1. Field of the Invention
The present invention relates generally to a gas turbine engine, and more specifically to a turbine stator vane with endwall leading edge corner cooling.
2. Description of the Related Art Including Information Disclosed Under 37 CFR 1.97 and 1.98
A gas turbine engine, such as an industrial gas turbine (IGT) engine, includes one or more rows of stator vanes that react with a hot gas stream to redirect the stream into an adjacent row of rotor blades. The first stage stator vanes are exposed to the highest temperatures, and therefore require the most amount of cooling.
FIG. 1 shows a side view of a stator vane with a bow wave effect in front of the vane. A bow wave driven hot gas flow ingestion is created when the hot gas core flow 10 enters the vane row and the leading edge of the vane induces a local blockage which creates a circumferential pressure variation at the intersection of the airfoil leading edge location. The leading edge of the vane generates upstream pressure variations which can lead to hot gas ingress 11 into the front portion of the mate-face gap. If proper cooling or design measures are not undertaken to prevent this hot gas ingress, the hot gas ingress can lead to severe damage to the front edges of the vane endwalls as well as to the sealing material or mate-face in-between vane endwalls.
As seen in FIG. 1, this bow wave effect appears ahead of the turbine vanes. The high pressure ahead of the vane leading edge is greater than the pressure inside of a cavity or gap formed between adjacent vane mate-faces. This leads to a radially inward flow of the hot gas into the cavity. The ingested hot gas flows through the gap circumferentially inside the cavity and towards the lower pressure zones. The ingested hot gas then flows out at the points where the cavity pressure is higher than the local hot gas pressure. FIG. 2 shows a top view of a pair of vanes where the hot gas ingestion flows into the vane mate-face gap. the bow wave effect forces the much of the hot gas stream off of the leading edge of the vane and downward and into the gap of the adjacent vane mate-face along the suction side of the vane endwall and causes the most damage. FIG. 3 shows areas of distress for a vane leading edge corner where cooling is needed to address this hot gas ingression issue. TBC spallation 14, cracking 15 and erosion of the honeycomb 16 below the endwall are indicated in this figure.

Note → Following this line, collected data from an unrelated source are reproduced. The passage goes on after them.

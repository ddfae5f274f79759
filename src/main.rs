use clap::Parser;
use lazyproxy::cli::Cli;
use lazyproxy::config::Config;
use lazyproxy::process::{Supervisor, SupervisorSettings};
use lazyproxy::proxy::ProxyServer;
use lazyproxy::{PKG_NAME, VERSION};
use std::time::Duration;
use tokio::sync::watch;
use tracing::{error, info, warn};

#[tokio::main]
async fn main() -> anyhow::Result<()> {
    let cli = Cli::parse();

    // Initialize logging
    let default_directive = if cli.verbose { "lazyproxy=debug" } else { "lazyproxy=info" };
    tracing_subscriber::fmt()
        .with_env_filter(
            tracing_subscriber::EnvFilter::from_default_env()
                .add_directive(default_directive.parse().expect("valid log directive")),
        )
        .init();

    let config = Config::resolve(&cli).map_err(|e| {
        error!(error = %e, "Invalid configuration");
        e
    })?;

    print_startup_banner(&config);

    let (shutdown_tx, shutdown_rx) = watch::channel(false);

    let (supervisor, mut supervisor_task) =
        Supervisor::spawn(config.backend.clone(), SupervisorSettings::from(&config));

    let proxy = ProxyServer::bind(
        &config.backend.listen,
        config.backend.forward.clone(),
        supervisor.clone(),
        config.dial,
        shutdown_rx,
    )
    .await
    .map_err(|e| {
        error!(error = %e, "Failed to start listener");
        e
    })?;

    let proxy_handle = tokio::spawn(async move {
        if let Err(e) = proxy.run().await {
            error!(error = %e, "Proxy server error");
        }
    });

    // Wait for a shutdown signal, or for the supervisor to give up
    let outcome = tokio::select! {
        signal = wait_for_signal() => {
            info!(signal, "Shutting down...");
            Ok(())
        }
        result = &mut supervisor_task => {
            match result {
                Ok(Ok(())) => Ok(()),
                Ok(Err(e)) => Err(anyhow::Error::new(e)),
                Err(e) => Err(anyhow::anyhow!("Process supervisor panicked: {}", e)),
            }
        }
    };

    let _ = shutdown_tx.send(true);

    if outcome.is_ok() {
        info!("Stopping backend...");
        supervisor.shutdown().await;
    }

    if tokio::time::timeout(Duration::from_secs(5), proxy_handle).await.is_err() {
        warn!("Proxy server did not stop in time");
    }

    match outcome {
        Ok(()) => {
            info!("Shutdown complete");
            Ok(())
        }
        Err(e) => {
            error!(error = %e, "Exiting after fatal backend error");
            Err(e)
        }
    }
}

#[cfg(unix)]
async fn wait_for_signal() -> &'static str {
    use tokio::signal::unix::{signal, SignalKind};

    let mut sigterm = match signal(SignalKind::terminate()) {
        Ok(sigterm) => sigterm,
        Err(e) => {
            warn!(error = %e, "Failed to install SIGTERM handler");
            let _ = tokio::signal::ctrl_c().await;
            return "SIGINT";
        }
    };

    tokio::select! {
        _ = tokio::signal::ctrl_c() => "SIGINT",
        _ = sigterm.recv() => "SIGTERM",
    }
}

#[cfg(not(unix))]
async fn wait_for_signal() -> &'static str {
    let _ = tokio::signal::ctrl_c().await;
    "Ctrl+C"
}

fn print_startup_banner(config: &Config) {
    info!(name = PKG_NAME, version = VERSION, "Starting lazy proxy");
    info!(
        listen = %config.backend.listen,
        forward = %config.backend.forward,
        "Proxy configuration"
    );
    info!(
        idle_timeout_ms = config.idle_timeout.as_millis(),
        idle_check_interval_ms = config.idle_check_interval.as_millis(),
        stop_grace_period_ms = config.stop_grace_period.as_millis(),
        on_backend_exit = ?config.exit_policy,
        "Idle settings"
    );
    info!(
        retry_interval_ms = config.dial.retry_interval.as_millis(),
        max_attempts = ?config.dial.max_attempts,
        max_wait_ms = ?config.dial.max_wait.map(|d| d.as_millis()),
        "Backend dial policy"
    );
    info!(
        command = %config.backend.program,
        args = ?config.backend.args,
        working_dir = ?config.backend.working_dir,
        "Backend command"
    );
}
//! Integration tests for lazyproxy

#![cfg(unix)]

use std::net::SocketAddr;
use std::process::Stdio;
use std::time::{Duration, Instant};

use lazyproxy::config::{BackendSpec, DialPolicy, ExitPolicy};
use lazyproxy::error::SupervisorError;
use lazyproxy::process::{BackendState, BackendStatus, Supervisor, SupervisorHandle, SupervisorSettings};
use lazyproxy::proxy::ProxyServer;
use tokio::io::{AsyncReadExt, AsyncWriteExt};
use tokio::net::{TcpListener, TcpStream};
use tokio::sync::watch;
use tokio::task::JoinHandle;

const ECHO_BACKEND: &str = env!("CARGO_BIN_EXE_echo-backend");
const LAZYPROXY: &str = env!("CARGO_BIN_EXE_lazyproxy");

/// Find a port nothing is listening on
async fn free_port() -> u16 {
    let listener = TcpListener::bind("127.0.0.1:0").await.unwrap();
    listener.local_addr().unwrap().port()
}

/// Wait for a port to become available (server listening)
async fn wait_for_port(port: u16, timeout: Duration) -> bool {
    let start = Instant::now();
    while start.elapsed() < timeout {
        if TcpStream::connect(("127.0.0.1", port)).await.is_ok() {
            return true;
        }
        tokio::time::sleep(Duration::from_millis(50)).await;
    }
    false
}

/// Wait until nothing accepts connections on a port any more
async fn wait_for_port_closed(port: u16, timeout: Duration) -> bool {
    let start = Instant::now();
    while start.elapsed() < timeout {
        if TcpStream::connect(("127.0.0.1", port)).await.is_err() {
            return true;
        }
        tokio::time::sleep(Duration::from_millis(20)).await;
    }
    false
}

fn echo_spec(forward_port: u16) -> BackendSpec {
    BackendSpec::new(ECHO_BACKEND, "127.0.0.1:0", format!("127.0.0.1:{}", forward_port))
}

struct TestProxy {
    addr: SocketAddr,
    supervisor: SupervisorHandle,
    supervisor_task: JoinHandle<Result<(), SupervisorError>>,
    shutdown_tx: watch::Sender<bool>,
    proxy_task: JoinHandle<()>,
}

impl TestProxy {
    async fn start(spec: BackendSpec, idle_timeout: Duration, exit_policy: ExitPolicy) -> Self {
        let settings = SupervisorSettings {
            idle_timeout,
            idle_check_interval: Duration::from_millis(25),
            stop_grace_period: Duration::from_secs(2),
            exit_policy,
        };
        let forward = spec.forward.clone();
        let (supervisor, supervisor_task) = Supervisor::spawn(spec, settings);
        let (shutdown_tx, shutdown_rx) = watch::channel(false);

        let proxy = ProxyServer::bind(
            "127.0.0.1:0",
            forward,
            supervisor.clone(),
            DialPolicy::default(),
            shutdown_rx,
        )
        .await
        .unwrap();
        let addr = proxy.local_addr().unwrap();
        let proxy_task = tokio::spawn(async move {
            proxy.run().await.unwrap();
        });

        Self {
            addr,
            supervisor,
            supervisor_task,
            shutdown_tx,
            proxy_task,
        }
    }

    async fn status(&self) -> BackendStatus {
        self.supervisor.status().await.expect("supervisor running")
    }

    async fn wait_for_state(&self, state: BackendState, timeout: Duration) -> BackendStatus {
        let start = Instant::now();
        loop {
            let status = self.status().await;
            if status.state == state {
                return status;
            }
            assert!(
                start.elapsed() < timeout,
                "backend stuck in {:?}, expected {:?}",
                status.state,
                state
            );
            tokio::time::sleep(Duration::from_millis(10)).await;
        }
    }

    async fn stop(self) {
        let _ = self.shutdown_tx.send(true);
        self.supervisor.shutdown().await;
        let _ = self.proxy_task.await;
        let _ = self.supervisor_task.await;
    }
}

/// Send `payload` through the proxy and read back the echo
async fn echo_roundtrip(addr: SocketAddr, payload: &[u8]) -> Vec<u8> {
    let mut stream = TcpStream::connect(addr).await.unwrap();
    stream.write_all(payload).await.unwrap();
    let mut reply = vec![0u8; payload.len()];
    tokio::time::timeout(Duration::from_secs(10), stream.read_exact(&mut reply))
        .await
        .expect("echo timed out")
        .unwrap();
    reply
}

// ============================================================================
// Lifecycle through the proxy
// ============================================================================

#[tokio::test]
async fn test_ping_then_idle_stop() {
    let port = free_port().await;
    let proxy = TestProxy::start(echo_spec(port), Duration::from_millis(200), ExitPolicy::Terminate).await;

    assert_eq!(proxy.status().await.state, BackendState::Stopped);

    let reply = echo_roundtrip(proxy.addr, b"ping").await;
    assert_eq!(reply, b"ping");

    let status = proxy.status().await;
    assert_eq!(status.state, BackendState::Running);
    assert_eq!(status.launches, 1);

    tokio::time::sleep(Duration::from_millis(250)).await;
    let status = proxy.wait_for_state(BackendState::Stopped, Duration::from_secs(2)).await;
    assert_eq!(status.launches, 1);
    assert!(wait_for_port_closed(port, Duration::from_secs(2)).await);

    proxy.stop().await;
}

#[tokio::test]
async fn test_two_clients_share_one_backend() {
    let port = free_port().await;
    let proxy = TestProxy::start(echo_spec(port), Duration::from_secs(30), ExitPolicy::Terminate).await;

    let first = tokio::spawn(echo_roundtrip(proxy.addr, b"first client"));
    tokio::time::sleep(Duration::from_millis(20)).await;
    let second = tokio::spawn(echo_roundtrip(proxy.addr, b"second client"));

    assert_eq!(first.await.unwrap(), b"first client");
    assert_eq!(second.await.unwrap(), b"second client");

    let status = proxy.status().await;
    assert_eq!(status.state, BackendState::Running);
    assert_eq!(status.launches, 1);

    proxy.stop().await;
}

#[tokio::test]
async fn test_restart_after_idle_stop() {
    let port = free_port().await;
    let proxy = TestProxy::start(echo_spec(port), Duration::from_millis(200), ExitPolicy::Terminate).await;

    assert_eq!(echo_roundtrip(proxy.addr, b"one").await, b"one");
    let first_pid = proxy.status().await.pid;
    proxy.wait_for_state(BackendState::Stopped, Duration::from_secs(3)).await;

    // Idle stop is planned: the proxy keeps serving
    assert_eq!(echo_roundtrip(proxy.addr, b"two").await, b"two");
    let status = proxy.status().await;
    assert_eq!(status.state, BackendState::Running);
    assert_eq!(status.launches, 2);
    assert_ne!(status.pid, first_pid);

    proxy.stop().await;
}

#[tokio::test]
async fn test_client_waits_for_slow_backend() {
    let port = free_port().await;
    let spec = echo_spec(port).with_env("STARTUP_DELAY_MS", "500");
    let proxy = TestProxy::start(spec, Duration::from_secs(30), ExitPolicy::Terminate).await;

    let started = Instant::now();
    let reply = echo_roundtrip(proxy.addr, b"patience").await;
    assert_eq!(reply, b"patience");
    assert!(started.elapsed() >= Duration::from_millis(400));
    assert_eq!(proxy.status().await.launches, 1);

    proxy.stop().await;
}

#[tokio::test]
async fn test_large_payload_relayed_intact() {
    let port = free_port().await;
    let proxy = TestProxy::start(echo_spec(port), Duration::from_secs(30), ExitPolicy::Terminate).await;

    let payload: Vec<u8> = (0..256 * 1024u32).map(|i| (i * 7 % 256) as u8).collect();
    let mut stream = TcpStream::connect(proxy.addr).await.unwrap();
    let (mut reader, mut writer) = stream.split();

    let send = async {
        writer.write_all(&payload).await.unwrap();
        writer.shutdown().await.unwrap();
    };
    let receive = async {
        let mut received = Vec::new();
        reader.read_to_end(&mut received).await.unwrap();
        received
    };
    let (_, received) = tokio::time::timeout(Duration::from_secs(10), async { tokio::join!(send, receive) })
        .await
        .expect("relay timed out");

    assert_eq!(received.len(), payload.len());
    assert!(received == payload);

    proxy.stop().await;
}

// ============================================================================
// Backend exit handling
// ============================================================================

#[tokio::test]
async fn test_backend_crash_stops_supervisor() {
    let port = free_port().await;
    let proxy = TestProxy::start(echo_spec(port), Duration::from_secs(30), ExitPolicy::Terminate).await;

    let mut first = TcpStream::connect(proxy.addr).await.unwrap();
    let mut second = TcpStream::connect(proxy.addr).await.unwrap();
    for stream in [&mut first, &mut second] {
        stream.write_all(b"hi").await.unwrap();
        let mut buf = [0u8; 2];
        stream.read_exact(&mut buf).await.unwrap();
    }

    let pid = proxy.status().await.pid.expect("backend running");
    unsafe {
        libc::kill(pid as i32, libc::SIGKILL);
    }

    let TestProxy {
        supervisor_task,
        shutdown_tx,
        proxy_task,
        ..
    } = proxy;

    let result = tokio::time::timeout(Duration::from_secs(5), supervisor_task)
        .await
        .expect("supervisor should stop after backend crash")
        .unwrap();
    assert!(matches!(result, Err(SupervisorError::BackendExited { .. })));

    // Relays against the dead backend wind down on their own
    let mut buf = Vec::new();
    let read = tokio::time::timeout(Duration::from_secs(5), first.read_to_end(&mut buf)).await;
    assert!(read.is_ok());

    let _ = shutdown_tx.send(true);
    let _ = proxy_task.await;
}

#[tokio::test]
async fn test_backend_crash_with_restart_policy() {
    let port = free_port().await;
    let proxy = TestProxy::start(echo_spec(port), Duration::from_secs(30), ExitPolicy::Restart).await;

    assert_eq!(echo_roundtrip(proxy.addr, b"before").await, b"before");
    let pid = proxy.status().await.pid.expect("backend running");
    unsafe {
        libc::kill(pid as i32, libc::SIGKILL);
    }
    proxy.wait_for_state(BackendState::Stopped, Duration::from_secs(5)).await;

    assert_eq!(echo_roundtrip(proxy.addr, b"after").await, b"after");
    assert_eq!(proxy.status().await.launches, 2);

    proxy.stop().await;
}

#[tokio::test]
async fn test_waiting_client_served_after_failed_first_launch() {
    let port = free_port().await;
    let dir = tempfile::tempdir().unwrap();
    let marker = dir.path().join("crashed-once");

    // First launch dies before listening, the next one serves
    let script = r#"if [ -f "$MARKER" ]; then exec "$ECHO_BACKEND"; fi; touch "$MARKER"; exit 1"#;
    let spec = BackendSpec::new("sh", "127.0.0.1:0", format!("127.0.0.1:{}", port))
        .with_args(["-c", script])
        .with_env("MARKER", marker.display().to_string())
        .with_env("ECHO_BACKEND", ECHO_BACKEND);
    let proxy = TestProxy::start(spec, Duration::from_secs(30), ExitPolicy::Restart).await;

    let reply = echo_roundtrip(proxy.addr, b"ping").await;
    assert_eq!(reply, b"ping");
    assert!(marker.exists());

    let status = proxy.status().await;
    assert_eq!(status.state, BackendState::Running);
    assert_eq!(status.launches, 2);

    proxy.stop().await;
}

// ============================================================================
// Binary
// ============================================================================

#[tokio::test]
async fn test_binary_requires_settings() {
    let output = tokio::process::Command::new(LAZYPROXY)
        .arg("--idle")
        .arg("1m")
        .stdout(Stdio::null())
        .stderr(Stdio::piped())
        .output()
        .await
        .unwrap();

    assert!(!output.status.success());
    let stderr = String::from_utf8_lossy(&output.stderr);
    assert!(stderr.contains("listen"), "stderr: {}", stderr);
}

#[tokio::test]
async fn test_binary_exits_nonzero_when_backend_dies() {
    let listen_port = free_port().await;
    let forward_port = free_port().await;

    let mut child = tokio::process::Command::new(LAZYPROXY)
        .args(["--idle", "1m", "--check-interval", "100ms"])
        .args(["--listen", &format!("127.0.0.1:{}", listen_port)])
        .args(["--forward", &format!("127.0.0.1:{}", forward_port)])
        .args(["--", "sh", "-c", "exit 7"])
        .stdout(Stdio::null())
        .stderr(Stdio::null())
        .kill_on_drop(true)
        .spawn()
        .unwrap();

    assert!(wait_for_port(listen_port, Duration::from_secs(10)).await);
    // Any connection triggers the launch; the backend then dies at once
    let _client = TcpStream::connect(("127.0.0.1", listen_port)).await.unwrap();

    let status = tokio::time::timeout(Duration::from_secs(10), child.wait())
        .await
        .expect("proxy should exit")
        .unwrap();
    assert!(!status.success());
}

#[tokio::test]
async fn test_binary_serves_and_shuts_down_on_sigterm() {
    let listen_port = free_port().await;
    let forward_port = free_port().await;

    let mut child = tokio::process::Command::new(LAZYPROXY)
        .args(["--idle", "1m"])
        .args(["--listen", &format!("127.0.0.1:{}", listen_port)])
        .args(["--forward", &format!("127.0.0.1:{}", forward_port)])
        .arg(ECHO_BACKEND)
        .stdout(Stdio::null())
        .stderr(Stdio::null())
        .kill_on_drop(true)
        .spawn()
        .unwrap();

    assert!(wait_for_port(listen_port, Duration::from_secs(10)).await);
    let addr: SocketAddr = format!("127.0.0.1:{}", listen_port).parse().unwrap();
    assert_eq!(echo_roundtrip(addr, b"through the binary").await, b"through the binary");

    let pid = child.id().unwrap();
    unsafe {
        libc::kill(pid as i32, libc::SIGTERM);
    }
    let status = tokio::time::timeout(Duration::from_secs(10), child.wait())
        .await
        .expect("proxy should exit")
        .unwrap();
    assert!(status.success());

    // The backend went down with it
    assert!(wait_for_port_closed(forward_port, Duration::from_secs(2)).await);
}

In general, the size of the bow wave is a strong function of the vane leading edge diameter and distance of the vane leading edge to the endwall edge. Since the pressure variation in the tangential direction with the gap is sinusoidal, the amount of hot gas flow penetrating the axial gap increases linearly with the increasing axial gap width. Thus, it is important to reduce the axial gap width to the minimum allowable by tolerance limits in order to reduce the hot gas ingress.